WHAT NEEDS TO BE DONE
Write out exactly the lines running from the one with "let options = app::RunOptions::from_env();" to the last line of the entries, keeping both the first and the last.

(Dataset excerpts)
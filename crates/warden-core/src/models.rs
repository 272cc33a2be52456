//! Domain models for the Warden grant engine
//!
//! These mirror the persisted role configuration owned by the external
//! repository. Ownership is a strict tree: a [`Role`] owns its
//! [`RoleResource`]s, and each resource owns its [`ResourceAction`]s.

use crate::ids::*;
use chrono::{DateTime, Utc};
use serde::{Deserialize, Serialize};

// =============================================================================
// Roles
// =============================================================================

/// Role is a named principal grouping that permissions attach to
#[derive(Debug, Clone, PartialEq, Serialize, Deserialize)]
pub struct Role {
    /// Unique and immutable after creation
    pub name: String,
    pub title: String,
    #[serde(default)]
    pub hidden: bool,
    /// At most one persisted role carries `default = true`
    #[serde(default)]
    pub default: bool,
    /// Role-level policy applied to resources the role has no grants for
    #[serde(default, skip_serializing_if = "Option::is_none")]
    pub strategy: Option<RoleStrategy>,
    pub created_at: DateTime<Utc>,
    pub updated_at: DateTime<Utc>,
}

impl Role {
    pub fn new(name: impl Into<String>, title: impl Into<String>) -> Self {
        let now = Utc::now();
        Self {
            name: name.into(),
            title: title.into(),
            hidden: false,
            default: false,
            strategy: None,
            created_at: now,
            updated_at: now,
        }
    }

    pub fn hidden(mut self) -> Self {
        self.hidden = true;
        self
    }

    pub fn as_default(mut self) -> Self {
        self.default = true;
        self
    }

    pub fn with_strategy(mut self, strategy: RoleStrategy) -> Self {
        self.strategy = Some(strategy);
        self
    }
}

/// Whole-role policy, e.g. `["view", "update:own"]`
#[derive(Debug, Clone, Default, PartialEq, Eq, Serialize, Deserialize)]
pub struct RoleStrategy {
    pub actions: Vec<String>,
}

impl RoleStrategy {
    pub fn new<I, S>(actions: I) -> Self
    where
        I: IntoIterator<Item = S>,
        S: Into<String>,
    {
        Self {
            actions: actions.into_iter().map(Into::into).collect(),
        }
    }

    /// Split each entry into its action name and optional scope suffix
    pub fn parsed(&self) -> Vec<StrategyAction> {
        self.actions
            .iter()
            .map(|entry| StrategyAction::parse(entry))
            .collect()
    }
}

/// One parsed strategy entry
#[derive(Debug, Clone, PartialEq, Eq)]
pub struct StrategyAction {
    pub action: String,
    pub scope: Option<String>,
}

impl StrategyAction {
    pub fn parse(entry: &str) -> Self {
        match entry.split_once(':') {
            Some((action, scope)) if !scope.is_empty() => Self {
                action: action.to_string(),
                scope: Some(scope.to_string()),
            },
            Some((action, _)) => Self {
                action: action.to_string(),
                scope: None,
            },
            None => Self {
                action: entry.to_string(),
                scope: None,
            },
        }
    }
}

// =============================================================================
// Resources & Actions
// =============================================================================

/// A protectable collection, configured for exactly one role
#[derive(Debug, Clone, PartialEq, Serialize, Deserialize)]
pub struct RoleResource {
    pub id: ResourceId,
    pub role_name: String,
    /// Collection name; unique per role
    pub name: String,
    /// `true` when explicit per-action grants follow
    #[serde(default)]
    pub using_actions_config: bool,
    pub created_at: DateTime<Utc>,
    pub updated_at: DateTime<Utc>,
}

impl RoleResource {
    pub fn new(role_name: impl Into<String>, name: impl Into<String>) -> Self {
        let now = Utc::now();
        Self {
            id: ResourceId::new(),
            role_name: role_name.into(),
            name: name.into(),
            using_actions_config: true,
            created_at: now,
            updated_at: now,
        }
    }
}

/// A persisted per-action grant on a resource
#[derive(Debug, Clone, PartialEq, Serialize, Deserialize)]
pub struct ResourceAction {
    pub id: ActionId,
    pub resource_id: ResourceId,
    /// Open set: list, get, create, update, destroy, add, remove, ...
    pub name: String,
    /// Fields covered by the grant; empty means every field
    #[serde(default)]
    pub fields: Vec<String>,
    /// Row filter, opaque to the engine
    #[serde(default, skip_serializing_if = "Option::is_none")]
    pub scope: Option<serde_json::Value>,
}

impl ResourceAction {
    pub fn new(resource_id: ResourceId, name: impl Into<String>) -> Self {
        Self {
            id: ActionId::new(),
            resource_id,
            name: name.into(),
            fields: Vec::new(),
            scope: None,
        }
    }

    pub fn with_fields<I, S>(mut self, fields: I) -> Self
    where
        I: IntoIterator<Item = S>,
        S: Into<String>,
    {
        self.fields = fields.into_iter().map(Into::into).collect();
        self
    }

    pub fn with_scope(mut self, scope: serde_json::Value) -> Self {
        self.scope = Some(scope);
        self
    }
}

/// A resource together with its nested actions
#[derive(Debug, Clone, PartialEq, Serialize, Deserialize)]
pub struct ResourceWithActions {
    pub resource: RoleResource,
    pub actions: Vec<ResourceAction>,
}

/// A role together with its nested resources and actions
#[derive(Debug, Clone, PartialEq, Serialize, Deserialize)]
pub struct RoleWithResources {
    pub role: Role,
    pub resources: Vec<ResourceWithActions>,
}

// =============================================================================
// Schema Metadata
// =============================================================================

/// Field metadata as reported by the schema provider
#[derive(Debug, Clone, PartialEq, Eq, Serialize, Deserialize)]
pub struct FieldMeta {
    pub name: String,
    #[serde(default, skip_serializing_if = "Option::is_none")]
    pub association: Option<Association>,
}

impl FieldMeta {
    pub fn scalar(name: impl Into<String>) -> Self {
        Self {
            name: name.into(),
            association: None,
        }
    }

    pub fn association(
        name: impl Into<String>,
        kind: impl Into<String>,
        target: impl Into<String>,
    ) -> Self {
        Self {
            name: name.into(),
            association: Some(Association {
                kind: kind.into(),
                target: Some(target.into()),
            }),
        }
    }
}

/// Association kind (e.g. `linkTo`, `attachments`, `subTable`) and target
#[derive(Debug, Clone, PartialEq, Eq, Serialize, Deserialize)]
pub struct Association {
    pub kind: String,
    /// Target collection; `None` when the metadata is incomplete
    #[serde(default, skip_serializing_if = "Option::is_none")]
    pub target: Option<String>,
}
use glam::Vec2;

/// Timing curve applied to a tween's normalized progress.
#[derive(Debug, Clone, Copy, PartialEq, Eq)]
pub enum Ease {
    Linear,
    /// Slow start, fast finish.
    EaseIn,
    /// Fast start, slow finish.
    EaseOut,
}

impl Ease {
    /// Map linear progress `t` in [0, 1] onto the curve.
    pub fn apply(self, t: f32) -> f32 {
        let t = t.clamp(0.0, 1.0);
        match self {
            Ease::Linear => t,
            Ease::EaseIn => t * t,
            Ease::EaseOut => t * (2.0 - t),
        }
    }
}

/// Values a tween can interpolate.
pub trait Lerp: Copy {
    fn lerp_to(self, to: Self, t: f32) -> Self;
}

impl Lerp for f32 {
    fn lerp_to(self, to: Self, t: f32) -> Self {
        self + (to - self) * t
    }
}

impl Lerp for Vec2 {
    fn lerp_to(self, to: Self, t: f32) -> Self {
        self.lerp(to, t)
    }
}

/// Time-bounded animation of a single value from `from` to `to`.
///
/// A settled tween simply holds its target, so a field can always be backed by
/// one and retargeted at any time without tracking whether it is in motion.
#[derive(Debug, Clone, Copy)]
pub struct Tween<T: Lerp> {
    from: T,
    to: T,
    elapsed: f32,
    duration: f32,
    ease: Ease,
}

impl<T: Lerp> Tween<T> {
    /// A tween already resting at `value`.
    pub fn settled(value: T) -> Self {
        Self {
            from: value,
            to: value,
            elapsed: 0.0,
            duration: 0.0,
            ease: Ease::Linear,
        }
    }

    /// Start animating from the current value toward `to`.
    pub fn retarget(&mut self, to: T, duration: f32, ease: Ease) {
        self.from = self.value();
        self.to = to;
        self.elapsed = 0.0;
        self.duration = duration.max(0.0);
        self.ease = ease;
    }

    /// Jump straight to `value`, cancelling any motion.
    pub fn snap(&mut self, value: T) {
        *self = Self::settled(value);
    }

    /// Advance by `dt` seconds. Returns the time left over past completion,
    /// or `None` while still running (or already settled before this call).
    pub fn advance(&mut self, dt: f32) -> Option<f32> {
        if self.is_settled() {
            return None;
        }
        self.elapsed += dt;
        if self.elapsed >= self.duration {
            let overshoot = self.elapsed - self.duration;
            self.elapsed = self.duration;
            Some(overshoot)
        } else {
            None
        }
    }

    pub fn value(&self) -> T {
        if self.duration <= 0.0 || self.elapsed >= self.duration {
            return self.to;
        }
        let t = self.ease.apply(self.elapsed / self.duration);
        self.from.lerp_to(self.to, t)
    }

    pub fn target(&self) -> T {
        self.to
    }

    pub fn is_settled(&self) -> bool {
        self.elapsed >= self.duration
    }
}
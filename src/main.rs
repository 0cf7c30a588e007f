use noisy_eyes::app;

fn main() {
    env_logger::init();
    log::info!("Noisy Eyes starting up");

    let options = app::RunOptions::from_env();
    if let Err(e) = app::run(options) {
        log::error!("Fatal error: {e}");
        std::process::exit(1);
    }
}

SOLUTION FOR THIS EXERCISE
    let options = app::RunOptions::from_env();
    if let Err(e) = app::run(options) {
        log::error!("Fatal error: {e}");
        std::process::exit(1);
    }
}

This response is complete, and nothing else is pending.